E em todos eles honrar todos os médicos, que em 24 horas fazem mais de 120.000 consultas, mais de 20.000 episódios de urgência, mais de 2300 internamentos, mais de 2000 intervenções cirúrgicas, mais de 200 partos, mais um sem número de colheitas de órgãos e transplantes, procedimentos invasivos, biópsias, exames auxiliares de diagnóstico e terapêutica em radiologia, patologia clínica, histologia, endoscopias,...

Os médicos são os primeiros defensores dos doentes, os seus verdadeiros provedores. Num ano salvam milhares de vidas, tratam milhões de doentes, dão qualidade de vida a milhares de doentes, são o principal reduto da solidariedade e do humanismo, e regem-se por valores éticos e deontológicos naquela que é a profissão mais antiga e que tem um “ethos” próprio que não existe em mais nenhuma profissão ou condição.

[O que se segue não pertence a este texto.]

use anyhow::{Context, Result};
use serde::{Deserialize, Serialize};
use std::path::{Path, PathBuf};

/// Word lists that drive candidate validation and the heuristic extractor.
#[derive(Debug, Deserialize, Serialize, Clone, PartialEq)]
#[serde(default)]
pub struct Vocabulary {
    /// Names that are never a supplier on their own (compared case-insensitively).
    pub generic_terms: Vec<String>,
    /// Lowercase prefixes that disqualify a supplier name.
    pub excluded_prefixes: Vec<String>,
    /// Phrases that mark agent scratch text rather than a user-facing finding.
    pub reasoning_markers: Vec<String>,
    /// Words that signal a risk finding near a supplier name.
    pub risk_terms: Vec<String>,
    /// Nouns that introduce a supplier ("vendor Acme ...").
    pub supplier_nouns: Vec<String>,
    /// Headings that introduce a list of recommended actions.
    pub action_section_terms: Vec<String>,
}

impl Default for Vocabulary {
    fn default() -> Self {
        Self {
            generic_terms: strings(&[
                "compliance", "policy", "procurement", "government", "agency", "contract",
                "supplier", "vendor", "contractor", "company", "risk", "issue", "concern",
                "violation", "breach", "procedure", "requirement", "standard", "regulation",
                "framework", "process", "management", "monitoring", "assessment", "audit",
                "review", "knowledge", "assistant", "question", "search", "finding",
            ]),
            excluded_prefixes: strings(&[
                "the question", "the search", "knowledge", "assistant", "policy", "procedure",
            ]),
            reasoning_markers: strings(&[
                "knowledge-assistant", "searching", "verifying", "possible_sources", "tool_calls",
                "tool_call", "function_call", "the search results", "search results",
                "i will structure", "to answer comprehensively", "the question asks",
            ]),
            risk_terms: strings(&[
                "risk", "concern", "issue", "problem", "compliance issue", "violation", "breach",
                "non-compliance", "delay", "investigation", "penalty", "bankruptcy", "insolvency",
                "fraud", "scandal", "lawsuit", "sanction",
            ]),
            supplier_nouns: strings(&[
                "supplier", "vendor", "contractor", "subcontractor", "company", "organisation",
                "organization",
            ]),
            action_section_terms: strings(&[
                "recommended action", "recommended actions", "recommend actions", "next step",
                "next steps", "compliance measure", "compliance measures", "due diligence step",
                "due diligence steps",
            ]),
        }
    }
}

/// Size bounds applied during extraction and display.
#[derive(Debug, Deserialize, Serialize, Clone, Copy, PartialEq)]
#[serde(default)]
pub struct Limits {
    pub max_suppliers: usize,
    pub max_actions: usize,
    pub name_min_chars: usize,
    pub name_max_chars: usize,
    pub context_max_chars: usize,
    pub action_min_chars: usize,
    pub action_max_chars: usize,
    pub reference_inline_max_chars: usize,
    pub reference_display_max_chars: usize,
}

impl Default for Limits {
    fn default() -> Self {
        Self {
            max_suppliers: 15,
            max_actions: 25,
            name_min_chars: 3,
            name_max_chars: 100,
            context_max_chars: 1000,
            action_min_chars: 15,
            action_max_chars: 300,
            reference_inline_max_chars: 200,
            reference_display_max_chars: 2000,
        }
    }
}

/// Top-level riskscan config file structure.
#[derive(Debug, Deserialize, Serialize, Default, Clone, PartialEq)]
#[serde(default)]
pub struct RiskscanConfig {
    pub vocabulary: Vocabulary,
    pub limits: Limits,
}

impl RiskscanConfig {
    /// Load config from `path`, or from ~/.riskscan/config.toml when no path is given.
    /// Returns defaults if the default file doesn't exist; an explicit path must exist.
    pub fn load(path: Option<&Path>) -> Result<Self> {
        let path = match path {
            Some(p) => p.to_path_buf(),
            None => {
                let p = config_path()?;
                if !p.exists() {
                    return Ok(RiskscanConfig::default());
                }
                p
            }
        };
        let content = std::fs::read_to_string(&path)
            .with_context(|| format!("Failed to read config: {}", path.display()))?;
        Self::from_toml(&content).with_context(|| format!("Failed to parse {}", path.display()))
    }

    pub fn from_toml(content: &str) -> Result<Self> {
        let config: RiskscanConfig = toml::from_str(content)?;
        Ok(config)
    }

    /// Effective config rendered back as TOML, for `riskscan config show`.
    pub fn display(&self) -> Result<String> {
        toml::to_string_pretty(self).context("Failed to render config")
    }
}

fn strings(items: &[&str]) -> Vec<String> {
    items.iter().map(|s| s.to_string()).collect()
}

/// Path to the config file: ~/.riskscan/config.toml
pub fn config_path() -> Result<PathBuf> {
    let home = dirs::home_dir().context("Could not determine home directory")?;
    Ok(home.join(".riskscan").join("config.toml"))
}

/// Default config template content.
pub fn default_config_template() -> &'static str {
    r#"# ~/.riskscan/config.toml
# Omitted keys fall back to the built-in defaults.

[vocabulary]
# generic_terms = ["compliance", "policy", "supplier", "vendor", "risk"]
# excluded_prefixes = ["the question", "the search", "knowledge", "policy"]
# reasoning_markers = ["searching", "verifying", "tool_calls", "the search results"]
# risk_terms = ["risk", "breach", "violation", "delay"]
# supplier_nouns = ["supplier", "vendor", "contractor", "company"]
# action_section_terms = ["recommended actions", "next steps", "due diligence steps"]

[limits]
# max_suppliers = 15
# max_actions = 25
# context_max_chars = 1000
# reference_display_max_chars = 2000
"#
}

/// Create the config file at `path` if it doesn't already exist.
pub fn init_config(path: &Path) -> Result<bool> {
    if path.exists() {
        return Ok(false);
    }
    if let Some(parent) = path.parent() {
        std::fs::create_dir_all(parent)?;
    }
    std::fs::write(path, default_config_template())?;
    Ok(true)
}
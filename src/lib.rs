pub mod config;
pub mod extract;
pub mod output;
pub mod report;
pub mod sanitize;
pub mod transcript;
use thiserror::Error;

use crate::config::{Limits, Vocabulary};
use crate::report::{ComplianceAction, SupplierRisk};

/// Why a candidate was dropped. Never surfaced to users; only logged at debug.
#[derive(Debug, Clone, PartialEq, Eq, Error)]
pub enum Rejection {
    #[error("name length {0} outside bounds")]
    NameLength(usize),

    #[error("name has no uppercase letter")]
    NoUppercase,

    #[error("name is a generic term")]
    GenericTerm,

    #[error("name starts with excluded prefix {0:?}")]
    ExcludedPrefix(String),

    #[error("text length {0} exceeds bound")]
    TextTooLong(usize),

    #[error("action length {0} outside bounds")]
    ActionLength(usize),

    #[error("text contains reasoning marker {0:?}")]
    ReasoningMarker(String),
}

/// Structural rules shared by the structured and heuristic extractors.
#[derive(Debug, Clone)]
pub struct Validator {
    generic_terms: Vec<String>,
    excluded_prefixes: Vec<String>,
    reasoning_markers: Vec<String>,
    limits: Limits,
}

fn lowered(items: &[String]) -> Vec<String> {
    items
        .iter()
        .map(|s| s.trim().to_lowercase())
        .filter(|s| !s.is_empty())
        .collect()
}

impl Validator {
    pub fn new(vocabulary: &Vocabulary, limits: &Limits) -> Self {
        Self {
            generic_terms: lowered(&vocabulary.generic_terms),
            excluded_prefixes: lowered(&vocabulary.excluded_prefixes),
            reasoning_markers: lowered(&vocabulary.reasoning_markers),
            limits: *limits,
        }
    }

    pub fn check_supplier_name(&self, name: &str) -> Result<(), Rejection> {
        let len = name.chars().count();
        if len < self.limits.name_min_chars || len > self.limits.name_max_chars {
            return Err(Rejection::NameLength(len));
        }
        if !name.chars().any(char::is_uppercase) {
            return Err(Rejection::NoUppercase);
        }
        let lower = name.to_lowercase();
        if self.generic_terms.iter().any(|t| *t == lower) {
            return Err(Rejection::GenericTerm);
        }
        if let Some(prefix) = self.excluded_prefixes.iter().find(|p| lower.starts_with(p.as_str())) {
            return Err(Rejection::ExcludedPrefix(prefix.clone()));
        }
        Ok(())
    }

    /// Summary, evidence and heuristic context windows.
    pub fn check_context(&self, text: &str) -> Result<(), Rejection> {
        let len = text.chars().count();
        if len > self.limits.context_max_chars {
            return Err(Rejection::TextTooLong(len));
        }
        self.check_markers(text)
    }

    pub fn check_action_text(&self, text: &str) -> Result<(), Rejection> {
        let len = text.chars().count();
        if len < self.limits.action_min_chars || len > self.limits.action_max_chars {
            return Err(Rejection::ActionLength(len));
        }
        self.check_markers(text)
    }

    pub fn check_markers(&self, text: &str) -> Result<(), Rejection> {
        let lower = text.to_lowercase();
        match self.reasoning_markers.iter().find(|m| lower.contains(m.as_str())) {
            Some(marker) => Err(Rejection::ReasoningMarker(marker.clone())),
            None => Ok(()),
        }
    }

    pub fn check_supplier(&self, supplier: &SupplierRisk) -> Result<(), Rejection> {
        self.check_supplier_name(&supplier.supplier_name)?;
        self.check_context(&supplier.summary)?;
        self.check_context(&supplier.evidence)
    }

    pub fn check_action(&self, action: &ComplianceAction) -> Result<(), Rejection> {
        self.check_action_text(&action.action)
    }
}

#[cfg(test)]
mod tests {
    use super::*;

    fn validator() -> Validator {
        Validator::new(&Vocabulary::default(), &Limits::default())
    }

    #[test]
    fn name_length_boundaries() {
        let v = validator();
        assert_eq!(v.check_supplier_name("AB"), Err(Rejection::NameLength(2)));
        assert_eq!(v.check_supplier_name("ABC"), Ok(()));
        assert_eq!(v.check_supplier_name("Abc"), Ok(()));
        assert!(v.check_supplier_name(&format!("A{}", "b".repeat(99))).is_ok());
        assert_eq!(
            v.check_supplier_name(&format!("A{}", "b".repeat(100))),
            Err(Rejection::NameLength(101))
        );
    }

    #[test]
    fn length_counts_characters_not_bytes() {
        assert!(validator().check_supplier_name("Zé").is_err());
        assert!(validator().check_supplier_name("Zéé").is_ok());
    }

    #[test]
    fn requires_an_uppercase_letter() {
        assert_eq!(validator().check_supplier_name("acme pty ltd"), Err(Rejection::NoUppercase));
    }

    #[test]
    fn generic_terms_rejected_in_any_case() {
        let v = validator();
        assert_eq!(v.check_supplier_name("compliance"), Err(Rejection::NoUppercase));
        assert_eq!(v.check_supplier_name("Compliance"), Err(Rejection::GenericTerm));
        assert_eq!(v.check_supplier_name("COMPLIANCE"), Err(Rejection::GenericTerm));
        assert_eq!(v.check_supplier_name("Vendor"), Err(Rejection::GenericTerm));
    }

    #[test]
    fn excluded_prefixes_rejected() {
        let v = validator();
        assert!(matches!(
            v.check_supplier_name("The Search Results"),
            Err(Rejection::ExcludedPrefix(_))
        ));
        assert!(matches!(
            v.check_supplier_name("Policy Framework Group"),
            Err(Rejection::ExcludedPrefix(_))
        ));
        assert!(v.check_supplier_name("Acme Policy Group").is_ok());
    }

    #[test]
    fn context_bounds_and_markers() {
        let v = validator();
        assert!(v.check_context(&"a".repeat(1000)).is_ok());
        assert_eq!(v.check_context(&"a".repeat(1001)), Err(Rejection::TextTooLong(1001)));
        assert!(matches!(
            v.check_context("The search results show Acme was fined"),
            Err(Rejection::ReasoningMarker(_))
        ));
        assert!(v.check_context("").is_ok());
    }

    #[test]
    fn action_bounds() {
        let v = validator();
        assert_eq!(v.check_action_text("Too short"), Err(Rejection::ActionLength(9)));
        assert!(v.check_action_text("Verify ABN records").is_ok());
        assert!(v.check_action_text(&"a".repeat(300)).is_ok());
        assert!(v.check_action_text(&"a".repeat(301)).is_err());
        assert!(v.check_action_text("I am searching the contract register").is_err());
    }

    #[test]
    fn custom_vocabulary_is_honoured() {
        let vocab = Vocabulary {
            generic_terms: vec!["Widget".to_string()],
            ..Vocabulary::default()
        };
        let v = Validator::new(&vocab, &Limits::default());
        assert_eq!(v.check_supplier_name("WIDGET"), Err(Rejection::GenericTerm));
        assert!(v.check_supplier_name("Compliance").is_ok());
    }
}
use anyhow::{bail, Context, Result};
use clap::{Args, Parser, Subcommand};
use std::path::PathBuf;
use riskscan::config::{self, RiskscanConfig};
use riskscan::extract::Extractor;
use riskscan::output::{json as json_out, table};
use riskscan::report::export::ReportExport;
use riskscan::sanitize::Sanitizer;
use riskscan::transcript::{self, Format, TranscriptMessage};

#[derive(Parser)]
#[command(name = "riskscan", version, about = "Supplier risk and compliance-action reports from agent chat transcripts")]
struct Cli {
    #[command(subcommand)]
    command: Commands,

    /// Output as JSON
    #[arg(long, global = true)]
    json: bool,

    /// Path to config file (default: ~/.riskscan/config.toml)
    #[arg(long, global = true, env = "RISKSCAN_CONFIG")]
    config: Option<PathBuf>,
}

#[derive(Args)]
struct Input {
    /// Transcript files or glob patterns, concatenated in order
    paths: Vec<String>,

    /// Read the transcript from stdin
    #[arg(long)]
    stdin: bool,

    /// Force format: json, jsonl, yaml
    #[arg(long)]
    format: Option<String>,
}

#[derive(Subcommand)]
enum Commands {
    /// Print the supplier risk report for a transcript
    Report {
        #[command(flatten)]
        input: Input,
    },

    /// Write the report to a file
    Export {
        #[command(flatten)]
        input: Input,

        /// Export format: json or text
        #[arg(long = "as", default_value = "json")]
        as_format: String,

        /// Output file (default: compliance_report_<timestamp>.<ext>)
        #[arg(long)]
        out: Option<PathBuf>,
    },

    /// Show messages as a chat view would display them
    Sanitize {
        #[command(flatten)]
        input: Input,

        /// Only show the message at this position
        #[arg(long)]
        index: Option<usize>,
    },

    /// Manage the config file
    Config {
        #[command(subcommand)]
        action: ConfigAction,
    },
}

#[derive(Subcommand)]
enum ConfigAction {
    /// Write the default config template if none exists
    Init,
    /// Print the effective config
    Show,
    /// Print the config file location
    Path,
}

fn load_transcript(input: &Input) -> Result<Vec<TranscriptMessage>> {
    let format = input
        .format
        .as_deref()
        .map(|f| Format::from_str(f).with_context(|| format!("Unknown format: {f}. Use: json, jsonl, yaml")))
        .transpose()?;

    if input.stdin {
        transcript::load_stdin(format)
    } else if input.paths.is_empty() {
        bail!("No paths provided. Use --stdin to read from stdin.");
    } else {
        transcript::load_paths(&input.paths, format)
    }
}

fn main() -> Result<()> {
    tracing_subscriber::fmt()
        .with_env_filter(
            tracing_subscriber::EnvFilter::from_default_env()
                .add_directive(tracing::Level::WARN.into()),
        )
        .with_target(false)
        .with_writer(std::io::stderr)
        .init();

    let cli = Cli::parse();
    let json_output = cli.json;

    match cli.command {
        Commands::Report { input } => {
            let config = RiskscanConfig::load(cli.config.as_deref())?;
            let messages = load_transcript(&input)?;
            let report = Extractor::new(&config)?.generate_report(&messages);

            if json_output {
                json_out::print_json(&ReportExport::now(&report, messages.len()))?;
            } else {
                table::print_report(&report, messages.len());
            }
        }

        Commands::Export { input, as_format, out } => {
            let (extension, is_json) = match as_format.to_lowercase().as_str() {
                "json" => ("json", true),
                "text" | "txt" => ("txt", false),
                other => bail!("Unknown export format: {other}. Use: json, text"),
            };

            let config = RiskscanConfig::load(cli.config.as_deref())?;
            let messages = load_transcript(&input)?;
            let report = Extractor::new(&config)?.generate_report(&messages);
            let export = ReportExport::now(&report, messages.len());

            let body = if is_json {
                export.to_json().context("Failed to serialize report")?
            } else {
                export.to_text()
            };
            let path = out.unwrap_or_else(|| PathBuf::from(export.default_filename(extension)));
            std::fs::write(&path, body)
                .with_context(|| format!("Failed to write report: {}", path.display()))?;

            if json_output {
                json_out::print_json(&serde_json::json!({
                    "path": path.display().to_string(),
                    "report_metadata": export.report_metadata,
                }))?;
            } else {
                println!(
                    "Wrote {} supplier{} and {} action{} to {}",
                    export.report_metadata.suppliers_at_risk_count,
                    if export.report_metadata.suppliers_at_risk_count == 1 { "" } else { "s" },
                    export.report_metadata.compliance_actions_count,
                    if export.report_metadata.compliance_actions_count == 1 { "" } else { "s" },
                    path.display()
                );
            }
        }

        Commands::Sanitize { input, index } => {
            let config = RiskscanConfig::load(cli.config.as_deref())?;
            let messages = load_transcript(&input)?;
            let sanitizer = Sanitizer::new(&config.limits);

            if let Some(i) = index {
                if i >= messages.len() {
                    bail!("Message index {i} out of range (transcript has {} messages)", messages.len());
                }
            }

            let selected: Vec<(usize, &TranscriptMessage)> = messages
                .iter()
                .enumerate()
                .filter(|(i, _)| index.map_or(true, |want| want == *i))
                .collect();

            if json_output {
                let rendered: Vec<_> = selected
                    .iter()
                    .map(|(i, m)| {
                        serde_json::json!({
                            "index": i,
                            "role": m.role,
                            "sanitized": sanitizer.sanitize_message(m),
                        })
                    })
                    .collect();
                json_out::print_json(&rendered)?;
            } else {
                for (i, m) in selected {
                    table::print_sanitized(i, m.role, &sanitizer.sanitize_message(m));
                }
            }
        }

        Commands::Config { action } => {
            let path = match cli.config {
                Some(p) => p,
                None => config::config_path()?,
            };
            match action {
                ConfigAction::Init => {
                    if config::init_config(&path)? {
                        println!("Created {}", path.display());
                    } else {
                        println!("Config already exists: {}", path.display());
                    }
                }
                ConfigAction::Show => {
                    let config = if path.exists() {
                        RiskscanConfig::load(Some(&path))?
                    } else {
                        RiskscanConfig::default()
                    };
                    if json_output {
                        json_out::print_json(&config)?;
                    } else {
                        print!("{}", config.display()?);
                    }
                }
                ConfigAction::Path => println!("{}", path.display()),
            }
        }
    }

    Ok(())
}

O nosso ministro da Saúde é médico e político. Sabe que a Saúde é em Portugal, a seguir à liberdade, o melhor que o Estado democrático produziu nestes quase cinquenta anos. Sabe que ao SNS é há muito tempo pedido que faça o possível e o impossível. Sabe a importância que o SNS tem para todos os portugueses. Sabe que o princípio e o fim do SNS tem nomes, rostos e dramas. São as pessoas, os doentes. E é isto que nos deve unir.

Salvar o SNS é salvar as pessoas. E este devia ser um desígnio nacional em que todos têm acesso e direito à saúde. Voltar para trás não é uma opção. Deixo o apelo à ética política (que acredito que ainda possa existir), à verdade, aos direitos humanos dos profissionais que cuidam de todos nós e dos nossos cidadãos que precisam de cuidados de saúde. E que não se deixe embrulhar pelo ministro das Finanças. A esperança mantém-se. É a última a morrer. E nenhum de nós quer que isso aconteça. Todos nós somos potenciais doentes.